Do you want to have a go at answering the questions now? 🤔

There's no point - you're too thick to get it.

You hate white people

You're the only hater of white people on this site, Jimmy.

It's not white supremacism (by definition), that's just a lazy, dishonest lie (by your cult) and please don't confuse your (endlessly) complaining about terminology with making it a stupid concept

Heh.
 
Open another tin of Dutch Gold and kick back so - your day's work is done.

You might also consider going upstairs to wash your butt.

You've got a rip in your couch too.

Fix yourself up, for fuck's sake.
 
Mowl Mowl, imagine you were a drummer in a band and your bandmates were happy with you but they decided to give an audition to another guy on the sly. And afterwards your bandmates thought that he wasn't as good a drummer as you, but wait, one of them says, that's actually Mowl's fault, and the rest of the band agree. Would you think that was fair? 🤔

And there's more, the band then decide to sack you and hire the new guy instead, would you think that was fair? 🤔

By the way, this has nothing to do with you being an asshole, the questions are based purely on drumming ability.
So, I think anyone with an above room temperature IQ would be able to understand my analogy above ("in my own words") as relevant (Mowl's two thousand word diatribe about himself (quelle surprise) in reply, not).

Why do I post here?..is a very good question. Hmm..
 
Open another tin of Dutch Gold and kick back so - your day's work is done.

You might also consider going upstairs to wash your butt.

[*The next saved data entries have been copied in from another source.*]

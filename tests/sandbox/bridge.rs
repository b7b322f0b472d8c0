use indexmap::IndexMap;
use scriptcron::sandbox::value::{from_host, to_host};
use scriptcron::sandbox::{SandboxConfig, Value};
use tokio_util::sync::CancellationToken;

use crate::harness;

fn map(entries: Vec<(&str, Value)>) -> Value {
    Value::Map(
        entries
            .into_iter()
            .map(|(k, v)| (k.to_string(), v))
            .collect::<IndexMap<_, _>>(),
    )
}

#[test]
fn bridge_preserves_value_and_shape() {
    // Keys already sorted: maps come back from the interpreter key-ordered.
    let samples = vec![
        Value::Null,
        Value::Bool(false),
        Value::Int(i64::MIN),
        Value::Float(-0.5),
        Value::from(""),
        Value::from("ünïcødé"),
        Value::List(vec![]),
        Value::List(vec![Value::Int(1), Value::Null, Value::from("x")]),
        map(vec![]),
        map(vec![
            ("a", Value::List(vec![map(vec![("deep", Value::Bool(true))])])),
            ("b", Value::Float(1.5)),
            ("c", Value::Null),
        ]),
    ];
    for value in samples {
        assert_eq!(to_host(from_host(&value)), value);
    }
}

#[tokio::test]
async fn script_built_values_reach_the_host_intact() {
    let source = r#"
        let result = #{
            name: "report",
            count: 3,
            ratio: 0.25,
            ok: true,
            nothing: (),
            tags: ["a", -1, ()],
        };
    "#;
    let out = harness::sandbox(SandboxConfig::default())
        .execute(&CancellationToken::new(), "shape", source)
        .await;
    assert_eq!(
        out.value,
        Some(map(vec![
            ("count", Value::Int(3)),
            ("name", Value::from("report")),
            ("nothing", Value::Null),
            ("ok", Value::Bool(true)),
            ("ratio", Value::Float(0.25)),
            ("tags", Value::List(vec![Value::from("a"), Value::Int(-1), Value::Null])),
        ]))
    );
}

#[tokio::test]
async fn host_args_reach_script_functions_intact() {
    let source = r"fn echo(x) { x }";
    let arg = map(vec![("k", Value::List(vec![Value::Float(2.0), Value::Bool(true)]))]);
    let out = harness::sandbox(SandboxConfig::default())
        .execute_function(&CancellationToken::new(), "echo", source, "echo", vec![arg.clone()])
        .await;
    assert_eq!(out.value, Some(arg));
}
use clap::{Parser, Subcommand};

/// `scriptcron` - sandboxed scripts and cron jobs for AI agents.
#[derive(Parser, Debug)]
#[command(name = "scriptcron")]
#[command(version)]
#[command(about = "Run sandboxed Rhai scripts and schedule them with cron.", long_about = None)]
pub struct Cli {
    /// Log at debug level regardless of config
    #[arg(short, long, global = true)]
    pub verbose: bool,

    #[command(subcommand)]
    pub command: Commands,
}

#[derive(Subcommand, Debug)]
pub enum Commands {
    /// Run one script and print its result as JSON
    Run {
        /// Script name, without the `.rhai` extension
        name: String,

        /// Call this function instead of the top-level result
        #[arg(short, long)]
        function: Option<String>,

        /// Positional argument for --function, as JSON (repeatable)
        #[arg(short, long = "arg", value_name = "JSON", requires = "function")]
        args: Vec<String>,
    },

    /// List scripts with their descriptions and required secrets
    List,

    /// Show configured secret names (never values)
    Secrets,

    /// Run the scheduler until Ctrl-C
    Daemon,
}
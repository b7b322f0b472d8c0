//! printf-style formatting for scripts.
//!
//! Verbs: `%s %v %d %i %f %e %g %x %X %o %b %c %q %t %%`, with the flags
//! `- + 0 space #`, width, and precision. Mistakes are rendered inline rather
//! than raised: `%!d(string=x)` for a wrong type, `%!d(MISSING)` for a missing
//! argument, and a trailing `%!(EXTRA type=value, ...)` for unused arguments.

use super::ScriptResult;
use crate::sandbox::value::{Value, to_host};
use rhai::{Array, ImmutableString, Module};
use std::iter::Peekable;
use std::str::Chars;

const MAX_WIDTH: usize = 1_000_000;

/// `fmt::sprintf(format)`, `fmt::sprintf(format, args)`.
pub fn module() -> Module {
    let mut module = Module::new();
    module.set_native_fn("sprintf", |format: ImmutableString| -> ScriptResult<String> {
        Ok(sprintf(&format, &[]))
    });
    module.set_native_fn(
        "sprintf",
        |format: ImmutableString, args: Array| -> ScriptResult<String> {
            let args: Vec<Value> = args.into_iter().map(to_host).collect();
            Ok(sprintf(&format, &args))
        },
    );
    module
}

#[derive(Debug, Default, Clone, Copy)]
struct Spec {
    minus: bool,
    plus: bool,
    space: bool,
    zero: bool,
    sharp: bool,
    width: Option<usize>,
    precision: Option<usize>,
}

pub fn sprintf(format: &str, args: &[Value]) -> String {
    let mut out = String::with_capacity(format.len());
    let mut chars = format.chars().peekable();
    let mut next_arg = 0;

    while let Some(c) = chars.next() {
        if c != '%' {
            out.push(c);
            continue;
        }

        let mut spec = Spec::default();
        while let Some(&flag) = chars.peek() {
            match flag {
                '-' => spec.minus = true,
                '+' => spec.plus = true,
                ' ' => spec.space = true,
                '0' => spec.zero = true,
                '#' => spec.sharp = true,
                _ => break,
            }
            chars.next();
        }

        spec.width = read_number(&mut chars);
        if spec.width.is_some_and(|w| w > MAX_WIDTH) {
            out.push_str("%!(BADWIDTH)");
            spec.width = None;
        }
        if chars.peek() == Some(&'.') {
            chars.next();
            let precision = read_number(&mut chars).unwrap_or(0);
            if precision > MAX_WIDTH {
                out.push_str("%!(BADPREC)");
            } else {
                spec.precision = Some(precision);
            }
        }

        let Some(verb) = chars.next() else {
            out.push_str("%!(NOVERB)");
            break;
        };
        if verb == '%' {
            out.push('%');
            continue;
        }

        let Some(arg) = args.get(next_arg) else {
            out.push_str(&format!("%!{verb}(MISSING)"));
            continue;
        };
        next_arg += 1;

        match format_arg(verb, spec, arg) {
            Some(text) => out.push_str(&text),
            None => out.push_str(&format!("%!{verb}({}={arg})", arg.type_name())),
        }
    }

    if next_arg < args.len() {
        let extra: Vec<String> = args[next_arg..]
            .iter()
            .map(|arg| format!("{}={arg}", arg.type_name()))
            .collect();
        out.push_str(&format!("%!(EXTRA {})", extra.join(", ")));
    }

    out
}

fn read_number(chars: &mut Peekable<Chars<'_>>) -> Option<usize> {
    let mut number: Option<usize> = None;
    while let Some(digit) = chars.peek().and_then(|c| c.to_digit(10)) {
        chars.next();
        number = Some(
            number
                .unwrap_or(0)
                .saturating_mul(10)
                .saturating_add(digit as usize),
        );
    }
    number
}

#[allow(clippy::cast_precision_loss)]
fn format_arg(verb: char, spec: Spec, arg: &Value) -> Option<String> {
    let text = match (verb, arg) {
        ('v', Value::Float(x)) => float(*x, 'v', spec),
        ('v', other) => pad(&other.to_string(), spec),
        ('s', other) => pad(&truncate(&other.to_string(), spec.precision), spec),
        ('d' | 'i', Value::Int(i)) => integer(*i, 10, false, "", spec),
        ('x', Value::Int(i)) => integer(*i, 16, false, if spec.sharp { "0x" } else { "" }, spec),
        ('X', Value::Int(i)) => integer(*i, 16, true, if spec.sharp { "0X" } else { "" }, spec),
        ('o', Value::Int(i)) => integer(*i, 8, false, if spec.sharp { "0" } else { "" }, spec),
        ('b', Value::Int(i)) => integer(*i, 2, false, "", spec),
        ('x', Value::String(s)) => pad(&hex_bytes(s, false), spec),
        ('X', Value::String(s)) => pad(&hex_bytes(s, true), spec),
        ('c', Value::Int(i)) => {
            let c = u32::try_from(*i).ok().and_then(char::from_u32)?;
            pad(&c.to_string(), spec)
        }
        ('q', Value::String(s)) => pad(&format!("{s:?}"), spec),
        ('q', Value::Int(i)) => {
            let c = u32::try_from(*i).ok().and_then(char::from_u32)?;
            pad(&format!("{c:?}"), spec)
        }
        ('t', Value::Bool(b)) => pad(&b.to_string(), spec),
        ('f' | 'F' | 'e' | 'E' | 'g' | 'G', Value::Float(x)) => float(*x, verb, spec),
        ('f' | 'F' | 'e' | 'E' | 'g' | 'G', Value::Int(i)) => float(*i as f64, verb, spec),
        _ => return None,
    };
    Some(text)
}

fn sign(negative: bool, spec: Spec) -> &'static str {
    if negative {
        "-"
    } else if spec.plus {
        "+"
    } else if spec.space {
        " "
    } else {
        ""
    }
}

fn integer(value: i64, radix: u32, upper: bool, prefix: &str, spec: Spec) -> String {
    let magnitude = value.unsigned_abs();
    let mut digits = match (radix, upper) {
        (16, false) => format!("{magnitude:x}"),
        (16, true) => format!("{magnitude:X}"),
        (8, _) => format!("{magnitude:o}"),
        (2, _) => format!("{magnitude:b}"),
        _ => magnitude.to_string(),
    };
    if let Some(precision) = spec.precision {
        if precision == 0 && magnitude == 0 {
            digits.clear();
        } else if digits.len() < precision {
            digits = format!("{}{digits}", "0".repeat(precision - digits.len()));
        }
    }
    // An explicit precision turns zero padding off.
    let zero_ok = spec.precision.is_none();
    pad_number(sign(value < 0, spec), prefix, &digits, spec, zero_ok)
}

fn float(value: f64, verb: char, spec: Spec) -> String {
    let negative = value.is_sign_negative() && !value.is_nan();
    if value.is_nan() {
        return pad_number(sign(false, spec), "", "NaN", spec, false);
    }
    if value.is_infinite() {
        return pad_number(sign(negative, spec), "", "Inf", spec, false);
    }

    let magnitude = value.abs();
    let body = match verb {
        'f' | 'F' => format!("{magnitude:.prec$}", prec = spec.precision.unwrap_or(6)),
        'e' | 'E' => exponent(magnitude, spec.precision.unwrap_or(6), verb == 'E'),
        'v' => general(magnitude, None, false, 21),
        _ => general(magnitude, spec.precision, verb == 'G', 6),
    };
    pad_number(sign(negative, spec), "", &body, spec, true)
}

fn split_exponent(scientific: &str) -> (&str, i32) {
    match scientific.split_once('e') {
        Some((mantissa, exp)) => (mantissa, exp.parse().unwrap_or(0)),
        None => (scientific, 0),
    }
}

fn join_exponent(mantissa: &str, exp: i32, upper: bool) -> String {
    let marker = if upper { 'E' } else { 'e' };
    let sign = if exp < 0 { '-' } else { '+' };
    format!("{mantissa}{marker}{sign}{:02}", exp.unsigned_abs())
}

fn exponent(magnitude: f64, precision: usize, upper: bool) -> String {
    let scientific = format!("{magnitude:.precision$e}");
    let (mantissa, exp) = split_exponent(&scientific);
    join_exponent(mantissa, exp, upper)
}

/// `%g`: scientific for large or small exponents, plain decimal otherwise.
/// `shortest_limit` is the exponent threshold when no precision is given.
fn general(magnitude: f64, precision: Option<usize>, upper: bool, shortest_limit: i32) -> String {
    if magnitude == 0.0 {
        return "0".to_string();
    }
    let precision = precision.map(|p| p.max(1));
    let scientific = match precision {
        Some(p) => format!("{magnitude:.prec$e}", prec = p - 1),
        None => format!("{magnitude:e}"),
    };
    let (mantissa, exp) = split_exponent(&scientific);
    let limit = precision.map_or(shortest_limit, |p| i32::try_from(p).unwrap_or(i32::MAX));

    if exp < -4 || exp >= limit {
        return join_exponent(trim_fraction(mantissa), exp, upper);
    }
    match precision {
        None => magnitude.to_string(),
        Some(p) => {
            let p = i32::try_from(p).unwrap_or(i32::MAX);
            let decimals = usize::try_from(p - 1 - exp).unwrap_or(0);
            trim_fraction(&format!("{magnitude:.decimals$}")).to_string()
        }
    }
}

fn trim_fraction(number: &str) -> &str {
    if number.contains('.') {
        number.trim_end_matches('0').trim_end_matches('.')
    } else {
        number
    }
}

fn hex_bytes(text: &str, upper: bool) -> String {
    text.bytes()
        .map(|b| {
            if upper {
                format!("{b:02X}")
            } else {
                format!("{b:02x}")
            }
        })
        .collect()
}

fn truncate(text: &str, precision: Option<usize>) -> String {
    match precision {
        Some(limit) => text.chars().take(limit).collect(),
        None => text.to_string(),
    }
}

fn pad(text: &str, spec: Spec) -> String {
    pad_number("", "", text, spec, false)
}

fn pad_number(sign: &str, prefix: &str, body: &str, spec: Spec, zero_ok: bool) -> String {
    let len = sign.len() + prefix.len() + body.chars().count();
    let width = spec.width.unwrap_or(0);
    if len >= width {
        return format!("{sign}{prefix}{body}");
    }
    let fill = width - len;
    if spec.minus {
        format!("{sign}{prefix}{body}{}", " ".repeat(fill))
    } else if spec.zero && zero_ok {
        format!("{sign}{prefix}{}{body}", "0".repeat(fill))
    } else {
        format!("{}{sign}{prefix}{body}", " ".repeat(fill))
    }
}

You've got a rip in your couch too.

Fix yourself up, for fuck's sake.
I don't know which offends me the most. You being stupid or that you don't (and never have) put any effort in
 
I don't know which offends me the most.

Black people?

Irish people?

You being stupid or that you don't (and never have) put any effort in

You're not really worth any effort, kid.

And of course I'll use any post you direct at me to remind you that I'm happier than you are.

Or will ever be.

So, I think anyone with an above room temperature IQ would be able to understand my analogy above ("in my own words") as relevant (Mowl's two thousand word diatribe about himself (quelle surprise) in reply, not).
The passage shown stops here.